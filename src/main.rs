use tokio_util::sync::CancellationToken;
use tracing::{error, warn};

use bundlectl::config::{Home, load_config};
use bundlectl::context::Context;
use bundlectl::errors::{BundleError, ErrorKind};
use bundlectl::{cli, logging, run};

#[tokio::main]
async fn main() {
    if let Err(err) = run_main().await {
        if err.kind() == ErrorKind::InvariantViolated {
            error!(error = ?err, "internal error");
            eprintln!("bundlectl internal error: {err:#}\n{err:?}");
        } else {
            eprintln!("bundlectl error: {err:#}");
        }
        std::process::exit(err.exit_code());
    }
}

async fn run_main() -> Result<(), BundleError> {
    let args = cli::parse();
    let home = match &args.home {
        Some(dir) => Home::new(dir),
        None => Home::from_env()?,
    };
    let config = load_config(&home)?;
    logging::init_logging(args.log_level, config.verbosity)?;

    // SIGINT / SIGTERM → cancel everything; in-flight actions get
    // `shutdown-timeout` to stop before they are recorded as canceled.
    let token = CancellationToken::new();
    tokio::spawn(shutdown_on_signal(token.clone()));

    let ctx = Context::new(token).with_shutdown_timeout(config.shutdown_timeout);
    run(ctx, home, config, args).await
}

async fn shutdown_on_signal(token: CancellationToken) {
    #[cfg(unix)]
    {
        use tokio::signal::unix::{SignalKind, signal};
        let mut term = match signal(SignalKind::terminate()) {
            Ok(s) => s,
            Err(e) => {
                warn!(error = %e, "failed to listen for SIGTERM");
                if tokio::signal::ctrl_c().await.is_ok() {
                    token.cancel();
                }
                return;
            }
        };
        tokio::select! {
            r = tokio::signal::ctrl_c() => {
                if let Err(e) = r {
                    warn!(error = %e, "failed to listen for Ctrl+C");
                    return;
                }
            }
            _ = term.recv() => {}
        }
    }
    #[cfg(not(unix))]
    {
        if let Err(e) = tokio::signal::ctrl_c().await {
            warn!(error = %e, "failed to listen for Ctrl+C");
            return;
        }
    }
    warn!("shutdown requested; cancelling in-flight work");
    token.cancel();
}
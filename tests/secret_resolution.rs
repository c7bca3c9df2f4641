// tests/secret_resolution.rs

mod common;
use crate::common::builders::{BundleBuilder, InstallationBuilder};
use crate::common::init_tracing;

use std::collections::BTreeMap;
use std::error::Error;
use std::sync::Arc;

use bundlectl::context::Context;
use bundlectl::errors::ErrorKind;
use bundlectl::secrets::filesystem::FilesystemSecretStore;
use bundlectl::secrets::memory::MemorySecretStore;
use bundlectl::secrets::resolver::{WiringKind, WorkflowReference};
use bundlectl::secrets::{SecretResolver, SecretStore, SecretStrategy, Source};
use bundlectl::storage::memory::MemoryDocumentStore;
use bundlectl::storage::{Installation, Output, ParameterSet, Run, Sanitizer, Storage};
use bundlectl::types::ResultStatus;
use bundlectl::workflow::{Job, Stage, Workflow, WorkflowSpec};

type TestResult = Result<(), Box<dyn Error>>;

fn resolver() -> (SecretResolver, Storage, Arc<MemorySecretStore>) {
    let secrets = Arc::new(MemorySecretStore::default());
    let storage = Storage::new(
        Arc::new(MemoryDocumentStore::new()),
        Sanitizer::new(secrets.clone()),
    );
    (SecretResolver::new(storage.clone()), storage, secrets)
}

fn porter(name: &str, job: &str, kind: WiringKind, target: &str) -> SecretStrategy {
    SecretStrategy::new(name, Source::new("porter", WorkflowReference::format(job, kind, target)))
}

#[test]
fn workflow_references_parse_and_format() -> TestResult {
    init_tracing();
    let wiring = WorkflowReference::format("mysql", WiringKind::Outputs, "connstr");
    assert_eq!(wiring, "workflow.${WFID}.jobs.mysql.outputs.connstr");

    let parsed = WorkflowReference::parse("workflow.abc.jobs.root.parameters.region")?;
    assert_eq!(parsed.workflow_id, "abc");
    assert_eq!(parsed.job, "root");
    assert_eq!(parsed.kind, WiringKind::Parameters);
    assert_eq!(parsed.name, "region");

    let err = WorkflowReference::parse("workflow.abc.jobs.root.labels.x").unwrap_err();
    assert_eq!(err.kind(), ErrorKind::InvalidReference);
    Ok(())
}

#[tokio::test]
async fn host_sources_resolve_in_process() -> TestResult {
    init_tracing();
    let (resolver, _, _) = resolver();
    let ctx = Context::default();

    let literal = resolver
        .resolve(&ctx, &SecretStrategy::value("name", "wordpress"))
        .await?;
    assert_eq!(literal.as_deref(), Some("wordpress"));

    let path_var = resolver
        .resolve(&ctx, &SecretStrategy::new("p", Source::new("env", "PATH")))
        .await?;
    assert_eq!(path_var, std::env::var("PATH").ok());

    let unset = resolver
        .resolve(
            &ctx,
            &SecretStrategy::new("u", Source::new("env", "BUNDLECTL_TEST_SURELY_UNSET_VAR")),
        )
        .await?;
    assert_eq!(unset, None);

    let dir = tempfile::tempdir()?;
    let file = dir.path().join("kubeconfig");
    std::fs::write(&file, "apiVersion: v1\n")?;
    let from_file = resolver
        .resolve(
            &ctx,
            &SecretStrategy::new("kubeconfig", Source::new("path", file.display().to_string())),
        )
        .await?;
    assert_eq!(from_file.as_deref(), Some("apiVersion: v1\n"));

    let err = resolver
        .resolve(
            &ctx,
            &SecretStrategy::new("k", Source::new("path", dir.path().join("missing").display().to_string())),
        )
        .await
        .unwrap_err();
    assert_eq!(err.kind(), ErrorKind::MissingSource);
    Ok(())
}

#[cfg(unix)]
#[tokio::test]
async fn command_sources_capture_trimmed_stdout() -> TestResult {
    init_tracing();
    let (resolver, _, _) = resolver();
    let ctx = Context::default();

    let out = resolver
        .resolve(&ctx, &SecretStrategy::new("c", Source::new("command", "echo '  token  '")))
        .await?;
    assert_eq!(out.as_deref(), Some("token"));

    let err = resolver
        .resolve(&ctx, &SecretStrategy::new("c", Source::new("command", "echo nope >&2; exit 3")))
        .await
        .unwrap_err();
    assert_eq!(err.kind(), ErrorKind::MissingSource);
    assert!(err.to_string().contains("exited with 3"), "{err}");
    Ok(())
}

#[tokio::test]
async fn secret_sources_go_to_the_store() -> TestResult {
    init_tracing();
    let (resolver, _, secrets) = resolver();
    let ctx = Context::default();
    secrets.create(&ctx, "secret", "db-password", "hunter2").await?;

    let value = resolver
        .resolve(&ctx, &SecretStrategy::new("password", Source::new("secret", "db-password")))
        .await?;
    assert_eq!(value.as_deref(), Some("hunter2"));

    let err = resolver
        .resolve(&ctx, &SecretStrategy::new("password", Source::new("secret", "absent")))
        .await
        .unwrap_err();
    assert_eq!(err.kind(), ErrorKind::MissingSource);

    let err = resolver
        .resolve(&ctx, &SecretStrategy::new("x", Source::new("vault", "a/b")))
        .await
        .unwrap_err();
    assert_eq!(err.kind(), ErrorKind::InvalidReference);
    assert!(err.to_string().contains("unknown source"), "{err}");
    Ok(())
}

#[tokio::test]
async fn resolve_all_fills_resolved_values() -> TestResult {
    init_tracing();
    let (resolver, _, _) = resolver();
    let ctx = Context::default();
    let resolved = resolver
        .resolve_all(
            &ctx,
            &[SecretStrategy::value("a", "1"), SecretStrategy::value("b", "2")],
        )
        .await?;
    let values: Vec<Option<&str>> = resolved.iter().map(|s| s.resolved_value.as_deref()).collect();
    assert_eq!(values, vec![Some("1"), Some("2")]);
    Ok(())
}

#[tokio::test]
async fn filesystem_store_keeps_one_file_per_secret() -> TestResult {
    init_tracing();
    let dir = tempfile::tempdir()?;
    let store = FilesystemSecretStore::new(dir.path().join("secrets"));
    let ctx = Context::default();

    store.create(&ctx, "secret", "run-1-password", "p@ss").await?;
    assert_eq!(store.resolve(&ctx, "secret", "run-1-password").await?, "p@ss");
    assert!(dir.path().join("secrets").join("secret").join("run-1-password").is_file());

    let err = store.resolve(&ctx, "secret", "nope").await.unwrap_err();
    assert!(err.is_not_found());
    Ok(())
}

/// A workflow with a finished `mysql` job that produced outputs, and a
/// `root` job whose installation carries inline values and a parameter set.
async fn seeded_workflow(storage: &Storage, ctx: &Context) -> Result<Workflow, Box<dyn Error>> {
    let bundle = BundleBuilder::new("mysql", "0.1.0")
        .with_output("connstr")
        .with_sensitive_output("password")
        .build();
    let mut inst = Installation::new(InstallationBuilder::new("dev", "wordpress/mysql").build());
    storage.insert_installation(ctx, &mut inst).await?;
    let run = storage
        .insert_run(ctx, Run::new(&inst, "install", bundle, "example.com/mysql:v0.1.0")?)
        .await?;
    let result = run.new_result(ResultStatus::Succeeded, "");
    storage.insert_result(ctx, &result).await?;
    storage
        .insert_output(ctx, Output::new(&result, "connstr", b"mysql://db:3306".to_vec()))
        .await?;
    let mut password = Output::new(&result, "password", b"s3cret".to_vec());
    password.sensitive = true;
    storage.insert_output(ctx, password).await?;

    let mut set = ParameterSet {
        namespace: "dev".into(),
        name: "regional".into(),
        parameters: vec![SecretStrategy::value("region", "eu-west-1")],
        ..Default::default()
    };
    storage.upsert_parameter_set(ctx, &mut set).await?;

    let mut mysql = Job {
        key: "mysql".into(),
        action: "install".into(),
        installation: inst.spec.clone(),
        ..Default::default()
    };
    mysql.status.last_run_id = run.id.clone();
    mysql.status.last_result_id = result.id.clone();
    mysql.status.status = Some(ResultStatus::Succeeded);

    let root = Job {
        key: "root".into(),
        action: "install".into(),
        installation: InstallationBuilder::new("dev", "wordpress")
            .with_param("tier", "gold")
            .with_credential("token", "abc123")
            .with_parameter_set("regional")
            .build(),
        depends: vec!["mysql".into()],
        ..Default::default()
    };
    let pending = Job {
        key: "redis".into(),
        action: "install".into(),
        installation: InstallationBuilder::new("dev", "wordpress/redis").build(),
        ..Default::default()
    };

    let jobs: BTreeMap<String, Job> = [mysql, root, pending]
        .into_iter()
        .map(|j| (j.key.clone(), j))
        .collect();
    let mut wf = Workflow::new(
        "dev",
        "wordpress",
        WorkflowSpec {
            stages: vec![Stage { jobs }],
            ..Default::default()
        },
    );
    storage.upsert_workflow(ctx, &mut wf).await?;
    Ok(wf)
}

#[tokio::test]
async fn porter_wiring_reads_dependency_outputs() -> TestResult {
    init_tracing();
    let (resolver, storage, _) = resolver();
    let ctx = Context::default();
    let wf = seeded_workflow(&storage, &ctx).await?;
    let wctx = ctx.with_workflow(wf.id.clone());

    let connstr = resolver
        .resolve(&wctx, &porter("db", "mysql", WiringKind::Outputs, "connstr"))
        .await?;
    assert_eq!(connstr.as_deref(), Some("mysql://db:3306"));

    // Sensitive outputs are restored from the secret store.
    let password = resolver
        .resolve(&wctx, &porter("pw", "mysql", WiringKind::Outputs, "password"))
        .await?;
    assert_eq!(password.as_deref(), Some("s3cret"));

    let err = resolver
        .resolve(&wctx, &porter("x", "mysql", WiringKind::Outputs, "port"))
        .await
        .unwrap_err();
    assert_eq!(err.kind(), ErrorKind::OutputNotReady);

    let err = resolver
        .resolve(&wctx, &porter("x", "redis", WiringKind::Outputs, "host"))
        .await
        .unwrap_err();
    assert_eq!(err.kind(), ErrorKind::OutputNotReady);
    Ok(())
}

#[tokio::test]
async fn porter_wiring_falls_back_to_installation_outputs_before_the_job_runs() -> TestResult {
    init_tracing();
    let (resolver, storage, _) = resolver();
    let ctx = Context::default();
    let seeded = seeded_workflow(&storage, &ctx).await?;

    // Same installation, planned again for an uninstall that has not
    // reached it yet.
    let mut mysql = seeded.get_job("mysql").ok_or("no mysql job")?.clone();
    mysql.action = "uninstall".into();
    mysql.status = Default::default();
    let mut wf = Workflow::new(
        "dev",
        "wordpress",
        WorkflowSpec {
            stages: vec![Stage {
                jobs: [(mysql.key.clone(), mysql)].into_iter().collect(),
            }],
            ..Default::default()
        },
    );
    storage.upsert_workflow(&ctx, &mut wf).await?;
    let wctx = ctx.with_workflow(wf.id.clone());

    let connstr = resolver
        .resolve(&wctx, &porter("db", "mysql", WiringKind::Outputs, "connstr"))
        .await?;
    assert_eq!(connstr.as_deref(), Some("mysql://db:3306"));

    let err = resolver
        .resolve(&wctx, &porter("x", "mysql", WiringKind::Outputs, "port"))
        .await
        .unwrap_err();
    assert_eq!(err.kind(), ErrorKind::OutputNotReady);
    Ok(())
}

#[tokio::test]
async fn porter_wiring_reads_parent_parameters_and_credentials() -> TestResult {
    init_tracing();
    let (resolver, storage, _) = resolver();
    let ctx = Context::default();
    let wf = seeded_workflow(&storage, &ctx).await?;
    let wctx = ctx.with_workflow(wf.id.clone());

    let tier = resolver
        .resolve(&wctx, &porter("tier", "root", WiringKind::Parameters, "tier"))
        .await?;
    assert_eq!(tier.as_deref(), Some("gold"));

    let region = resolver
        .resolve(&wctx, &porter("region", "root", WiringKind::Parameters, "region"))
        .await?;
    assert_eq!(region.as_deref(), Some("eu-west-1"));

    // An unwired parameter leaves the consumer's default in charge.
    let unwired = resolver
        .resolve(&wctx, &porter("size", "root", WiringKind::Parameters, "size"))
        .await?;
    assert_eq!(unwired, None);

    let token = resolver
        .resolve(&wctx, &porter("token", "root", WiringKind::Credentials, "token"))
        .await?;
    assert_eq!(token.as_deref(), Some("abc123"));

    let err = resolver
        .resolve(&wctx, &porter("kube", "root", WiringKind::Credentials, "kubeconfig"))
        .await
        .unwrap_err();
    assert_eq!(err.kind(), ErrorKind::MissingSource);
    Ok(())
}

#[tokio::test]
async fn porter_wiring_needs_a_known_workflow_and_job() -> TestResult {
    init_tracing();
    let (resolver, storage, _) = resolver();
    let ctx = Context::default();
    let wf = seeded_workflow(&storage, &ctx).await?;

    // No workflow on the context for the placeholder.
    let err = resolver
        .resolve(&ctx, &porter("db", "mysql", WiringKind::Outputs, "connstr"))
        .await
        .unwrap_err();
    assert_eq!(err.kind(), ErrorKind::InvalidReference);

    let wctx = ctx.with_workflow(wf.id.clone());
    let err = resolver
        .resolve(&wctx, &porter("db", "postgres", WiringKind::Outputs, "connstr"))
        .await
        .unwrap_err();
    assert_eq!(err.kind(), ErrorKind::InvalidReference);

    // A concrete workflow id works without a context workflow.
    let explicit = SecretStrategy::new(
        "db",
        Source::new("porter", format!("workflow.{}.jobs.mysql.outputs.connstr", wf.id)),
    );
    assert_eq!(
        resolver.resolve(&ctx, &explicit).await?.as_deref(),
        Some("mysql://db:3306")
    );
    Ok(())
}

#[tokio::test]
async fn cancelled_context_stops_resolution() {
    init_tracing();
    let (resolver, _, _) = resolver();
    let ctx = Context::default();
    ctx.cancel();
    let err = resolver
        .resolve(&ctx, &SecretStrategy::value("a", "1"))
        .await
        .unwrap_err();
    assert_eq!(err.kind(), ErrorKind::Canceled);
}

※

**PROBLEM DETAILS**.
Scan the lines above for "in-flight actions get" and for "tokio::spawn(shutdown_on_signal(token.clone()));". Repeat exactly the line holding each of them and every line in between.

**SOLUTION BELOW**.
    // SIGINT / SIGTERM → cancel everything; in-flight actions get
    // `shutdown-timeout` to stop before they are recorded as canceled.
    let token = CancellationToken::new();
    tokio::spawn(shutdown_on_signal(token.clone()));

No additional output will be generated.